En términos de carros de combate, el Frente popular contó con una «abrumadora superioridad cualitativa».[42] La diferencia fue tan extraordinaria a favor del Ejército popular de la República que sólo se fue nivelando cuando, a medida que avanzaba la guerra, el Ejército nacional se fue apoderando de los carros enemigos. Baste decir al respecto que en septiembre de 1938, la Agrupación de Carros de combate nacional disponía de 64 carros Panzer I y 32 T-26 capturados, es decir, el 33% era material soviético capturado. En noviembre, la proporción de material soviético capturado era aún mayor, casi un 39%. Por no referirse a la Agrupación de Carros del Sur del Ejército nacional que estaba armada en un 100% con material capturado al Ejército popular de la República.

Por lo que se refiere al material aeronáutico, también la República contó con una clara superioridad durante buena parte de la guerra. No sólo los aparatos proporcionados por la URSS eran superiores técnicamente a los alemanes o italianos, sino además más numerosos.

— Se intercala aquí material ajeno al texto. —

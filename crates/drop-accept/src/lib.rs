mod batch;
mod classify;
mod filter;

pub use batch::{CandidateItem, ItemKind, TransferBatch, TransferredFile};
pub use classify::is_accepting;
pub use filter::AcceptFilter;
use thiserror::Error;

pub type Result<T> = std::result::Result<T, DropAreaError>;

#[derive(Error, Debug)]
pub enum DropAreaError {
    #[error("IO error: {0}")]
    Io(#[from] std::io::Error),
    #[error("Directory read error: {0}")]
    DirectoryRead(String),
    #[error("File materialization error: {0}")]
    Materialize(String),
    #[error(transparent)]
    Other(#[from] anyhow::Error),
}
use drop_accept::{is_accepting, TransferBatch, TransferredFile};
use drop_entries::{expand, Entry};
use drop_error::Result;

use crate::DropAreaOptions;

/// Advisory effect hint mirrored back to the platform during a gesture
#[derive(Clone, Copy, Debug, PartialEq, Eq)]
pub enum DropEffect {
    /// The transfer would be accepted here
    Copy,
    /// Allowed effects advertised when a drag starts inside the area
    CopyMove,
    /// The transfer would be rejected here
    None,
}

type FilesCallback<F> = Box<dyn FnMut(Vec<F>) + Send>;
type AcceptedDragCallback = Box<dyn FnMut() + Send>;

/// The engine of one drop area: classification at every gesture phase,
/// entry expansion at drop, and the callback boundary towards the host.
///
/// `traversal_supported` is the platform capability flag for enumerating
/// dropped directories, queried once at construction. Without it,
/// dropped directories are silently ignored and the platform's flat
/// files view is delivered as-is.
pub struct DropArea<F> {
    options: DropAreaOptions,
    traversal_supported: bool,
    on_select_files: FilesCallback<F>,
    on_accepted_drag_enter: Option<AcceptedDragCallback>,
}

impl<F> DropArea<F>
where
    F: TransferredFile + Send + 'static,
{
    /// Create an area delivering accepted files to `on_select_files`.
    ///
    /// The callback fires exactly once per accepted drop or browse
    /// action, with the final flat file list.
    pub fn new(
        options: DropAreaOptions,
        traversal_supported: bool,
        on_select_files: impl FnMut(Vec<F>) + Send + 'static,
    ) -> Self {
        DropArea {
            options,
            traversal_supported,
            on_select_files: Box::new(on_select_files),
            on_accepted_drag_enter: None,
        }
    }

    /// Register a callback fired when an in-progress drag is classified
    /// as acceptable (drives presentation-only visual state)
    pub fn on_accepted_drag_enter(
        mut self,
        callback: impl FnMut() + Send + 'static,
    ) -> Self {
        self.on_accepted_drag_enter = Some(Box::new(callback));
        self
    }

    pub fn options(&self) -> &DropAreaOptions {
        &self.options
    }

    /// Classify a batch snapshot under the area's filter and policy
    pub fn is_accepting(&self, batch: &TransferBatch<F>) -> bool {
        is_accepting(
            batch,
            &self.options.accept,
            self.options.multiple,
            self.options.disabled,
        )
    }

    /// A drag started inside the area; advertise the allowed effects
    pub fn handle_drag_start(&self) -> DropEffect {
        DropEffect::CopyMove
    }

    /// A drag entered the area. The verdict is advisory: names are not
    /// known yet, so it is re-validated at drop time.
    pub fn handle_drag_enter(&mut self, batch: &TransferBatch<F>) -> DropEffect {
        if self.is_accepting(batch) {
            if let Some(callback) = self.on_accepted_drag_enter.as_mut() {
                callback();
            }
            DropEffect::Copy
        } else {
            DropEffect::None
        }
    }

    /// A drag moved over the area; same advisory verdict as enter,
    /// without the accepted-drag notification
    pub fn handle_drag_over(&self, batch: &TransferBatch<F>) -> DropEffect {
        if self.is_accepting(batch) {
            DropEffect::Copy
        } else {
            DropEffect::None
        }
    }

    /// A drag left the area without dropping. Visual state is the host's
    /// to reset; nothing is classified here.
    pub fn handle_drag_leave(&self) {
        log::trace!("Drag left the area");
    }

    /// A drag ended; deterministic no-op, kept for symmetry with the
    /// gesture lifecycle
    pub fn handle_drag_end(&self) {
        log::trace!("Drag ended");
    }

    /// A drop completed. The batch is re-classified authoritatively;
    /// on ACCEPT the dropped entries are expanded (or, without traversal
    /// support, the flat files view is taken as-is) and the files
    /// callback fires once.
    ///
    /// Returns `Ok(true)` if files were delivered, `Ok(false)` for a
    /// rejected drop (a normal outcome, not an error), and `Err` if the
    /// expansion failed, in which case no callback fires.
    pub async fn handle_drop(
        &mut self,
        batch: TransferBatch<F>,
        entries: Vec<Entry<F>>,
    ) -> Result<bool> {
        if !self.is_accepting(&batch) {
            log::debug!("Drop rejected by classification");
            return Ok(false);
        }

        let files = if self.traversal_supported {
            expand(entries).await?
        } else {
            // Directories cannot be enumerated here; deliver the plain
            // files the platform offered directly
            batch.into_files()
        };

        log::debug!("Drop accepted with {} files", files.len());
        (self.on_select_files)(files);
        Ok(true)
    }

    /// The area was clicked. Returns whether the host should open the
    /// native file chooser.
    pub fn handle_click(&self) -> bool {
        !self.options.disabled && self.options.clickable
    }

    /// Deliver a browse-dialog selection. The user already picked these
    /// files in the chooser, so they bypass classification and go
    /// straight to the files callback.
    pub fn select_files(&mut self, files: Vec<F>) {
        log::debug!("Browse selection with {} files", files.len());
        (self.on_select_files)(files);
    }
}
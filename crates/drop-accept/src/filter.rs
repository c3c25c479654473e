use std::str::FromStr;

use serde::{Deserialize, Serialize};

/// A single accepted pattern, as allowed by the HTML file-upload `accept`
/// attribute: a wildcard media category, a file extension, or an exact
/// MIME type string.
#[derive(Clone, Debug, PartialEq, Eq, Serialize, Deserialize)]
enum Pattern {
    /// `audio/*`
    AnyAudio,
    /// `video/*`
    AnyVideo,
    /// `image/*`
    AnyImage,
    /// A dotted suffix such as `.png`, matched against the file name
    Extension(String),
    /// An exact MIME type such as `application/pdf`
    Mime(String),
}

impl Pattern {
    fn matches(&self, mime_type: &str, name: Option<&str>) -> bool {
        match self {
            Pattern::AnyAudio => mime_type.starts_with("audio/"),
            Pattern::AnyVideo => mime_type.starts_with("video/"),
            Pattern::AnyImage => mime_type.starts_with("image/"),
            // Extension patterns need the file name, which is unknown
            // while a drag is still in progress
            Pattern::Extension(ext) => {
                name.map_or(false, |name| name.ends_with(ext))
            }
            Pattern::Mime(mime) => mime_type == mime,
        }
    }
}

/// A parsed accept filter: a comma-separated list of patterns gating
/// which files a drop area takes.
///
/// An absent or empty filter accepts anything. A candidate matches the
/// filter if it matches at least one pattern.
#[derive(Clone, Debug, Default, PartialEq, Eq, Serialize, Deserialize)]
pub struct AcceptFilter {
    patterns: Vec<Pattern>,
}

impl AcceptFilter {
    /// Parse a filter from the optional comma-separated form, e.g.
    /// `"image/*, .pdf, text/plain"`.
    ///
    /// Whitespace around patterns is ignored, and empty fragments are
    /// dropped, so a malformed filter degrades towards "accept anything"
    /// rather than erroring.
    pub fn parse(accept: Option<&str>) -> Self {
        let patterns = accept
            .unwrap_or_default()
            .split(',')
            .map(str::trim)
            .filter(|pattern| !pattern.is_empty())
            .map(|pattern| match pattern {
                "audio/*" => Pattern::AnyAudio,
                "video/*" => Pattern::AnyVideo,
                "image/*" => Pattern::AnyImage,
                _ if pattern.starts_with('.') => {
                    Pattern::Extension(pattern.to_string())
                }
                _ => Pattern::Mime(pattern.to_string()),
            })
            .collect();

        AcceptFilter { patterns }
    }

    /// Return true if the filter has no patterns and accepts any file
    pub fn accepts_anything(&self) -> bool {
        self.patterns.is_empty()
    }

    /// Check a declared MIME type, and optionally a file name, against the
    /// filter.
    ///
    /// `name` is `None` while a drag is in progress, because file names
    /// only become known once the drop completes. In that phase extension
    /// patterns can never match, so callers must treat a pre-drop result
    /// as advisory and re-check once names are available.
    pub fn matches(&self, mime_type: &str, name: Option<&str>) -> bool {
        if self.patterns.is_empty() {
            return true;
        }

        self.patterns
            .iter()
            .any(|pattern| pattern.matches(mime_type, name))
    }
}

impl FromStr for AcceptFilter {
    type Err = std::convert::Infallible;

    fn from_str(s: &str) -> Result<Self, Self::Err> {
        Ok(AcceptFilter::parse(Some(s)))
    }
}
//! # Drop Entries
//!
//! `drop-entries` resolves the file-system entries behind a completed drop
//! into a flat list of file handles. Directories are expanded recursively
//! and concurrently; on platforms that cannot enumerate directories the
//! caller falls back to the flat files view it already holds.

mod entry;
mod expand;
mod fs;

pub use entry::{DirectoryReader, Entry};
pub use expand::expand;
pub use fs::{mime_from_extension, DroppedFile, FsEntrySource};

#[cfg(test)]
mod tests;
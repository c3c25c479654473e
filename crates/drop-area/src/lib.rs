//! # Drop Area
//!
//! `drop-area` is the headless engine behind a drag-and-drop file
//! selection widget. It owns no pixels: a host routes gesture events
//! (enter, over, leave, drop, drag-start, drag-end, click) into a
//! [`DropArea`] and paints whatever affordance it likes from the returned
//! [`DropEffect`] hints. Accepted drops and browse selections are
//! delivered through a single files callback.

mod area;
mod options;

pub use area::{DropArea, DropEffect};
pub use options::DropAreaOptions;
//! Script assignments. The listing carries its assignments inline, so this
//! is the only domain without per-item fetches.

use tracing::{debug, instrument};

use crate::api::ManagementApi;
use crate::error::LensResult;
use crate::model::{AssignmentDomain, AssignmentRecord, MembershipMap, ResolvedSubjects};

use super::{assemble_record, resolve_targets, DomainPolicy, ResolveContext};

#[instrument(skip(api, subjects, membership))]
pub async fn resolve<A>(
    api: &A,
    subjects: &ResolvedSubjects,
    membership: &MembershipMap,
) -> LensResult<Vec<AssignmentRecord>>
where
    A: ManagementApi + ?Sized,
{
    let listings = api.scripts_with_assignments().await?;
    debug!(scripts = listings.len(), "script listing fetched");

    let ctx = ResolveContext {
        membership,
        has_user: subjects.has_user(),
    };
    let policy = DomainPolicy::for_domain(AssignmentDomain::Script);

    Ok(listings
        .into_iter()
        .filter_map(|listing| {
            let targets = resolve_targets(&listing.assignments, &ctx, &policy, ctx.has_user);
            assemble_record(listing.display_name, listing.description, targets, None, &policy)
        })
        .collect())
}

#[cfg(test)]
mod tests {
    use super::*;
    use crate::api::mock::MockApi;
    use crate::api::ScriptListing;
    use crate::error::LensError;
    use crate::identity::resolve_subjects;
    use crate::membership::build_membership_map;
    use crate::model::{AssignmentSpec, TargetDescriptor, TargetKind};

    fn listing(id: &str, name: &str, assignments: Vec<AssignmentSpec>) -> ScriptListing {
        ScriptListing {
            script_id: id.to_string(),
            display_name: name.to_string(),
            description: Some("remediation".to_string()),
            assignments,
        }
    }

    async fn baseline_inputs(api: &MockApi) -> (ResolvedSubjects, MembershipMap) {
        let subjects = resolve_subjects(api, "D1").await.expect("subjects");
        let membership = build_membership_map(
            api,
            &subjects.device.directory_id,
            subjects.user_directory_id(),
        )
        .await
        .expect("membership");
        (subjects, membership)
    }

    #[tokio::test]
    async fn scripts_targeting_member_groups_are_reported() {
        let api = MockApi::with_baseline();
        api.add_script(listing(
            "scr-1",
            "Cleanup",
            vec![AssignmentSpec::new(TargetDescriptor::Group {
                group_id: "grp1".to_string(),
                exclusion: false,
                audience: TargetKind::Device,
            })],
        ))
        .await;
        api.add_script(listing(
            "scr-2",
            "Irrelevant",
            vec![AssignmentSpec::new(TargetDescriptor::Group {
                group_id: "someone-elses-group".to_string(),
                exclusion: false,
                audience: TargetKind::Device,
            })],
        ))
        .await;
        let (subjects, membership) = baseline_inputs(&api).await;

        let records = resolve(&api, &subjects, &membership).await.expect("records");
        assert_eq!(records.len(), 1);
        assert_eq!(records[0].subject_name, "Cleanup");
        assert_eq!(records[0].detail.as_deref(), Some("remediation"));
    }

    #[tokio::test]
    async fn all_devices_applies_without_membership() {
        let api = MockApi::with_baseline();
        api.add_script(listing(
            "scr-3",
            "Inventory",
            vec![AssignmentSpec::new(TargetDescriptor::AllDevices)],
        ))
        .await;
        let (subjects, membership) = baseline_inputs(&api).await;

        let records = resolve(&api, &subjects, &membership).await.expect("records");
        assert_eq!(records.len(), 1);
        assert_eq!(records[0].targets[0].group_name, "All Devices");
    }

    #[tokio::test]
    async fn listing_failure_is_fatal() {
        let api = MockApi::with_baseline();
        api.fail_on("scripts_with_assignments", LensError::http(503, "throttled"))
            .await;
        let (subjects, membership) = baseline_inputs(&api).await;

        let err = resolve(&api, &subjects, &membership).await.unwrap_err();
        assert!(matches!(err, LensError::Http { status: 503, .. }));
    }
}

Esa superioridad del enemigo la fue equilibrando el Ejército nacional gracias a diversos expedientes. Uno fue, como ya hemos mencionado, la captura de material enemigo y es que, en medida no escasa, el Ejército nacional pudo abastecerse gracias a esa circunstancia. La captura de envíos como los del Sylvia, el Eugenia Cambanis, el Virginia S y el Ellinico Vouono permitió a los nacionales surtirse de material indispensable que, originalmente, iba destinado al Frente popular. Súmese además el perdido por el Ejército popular de la República en los diferentes enfrentamientos. De hecho, no deja de ser significativo que hacia el final del conflicto, entre un 25-30% del Ejército nacional estuviera equipado con material capturado al enemigo hasta el punto de que, por una cruel ironía de la Historia, el Ejército popular de la República se había convertido en uno de sus grandes proveedores.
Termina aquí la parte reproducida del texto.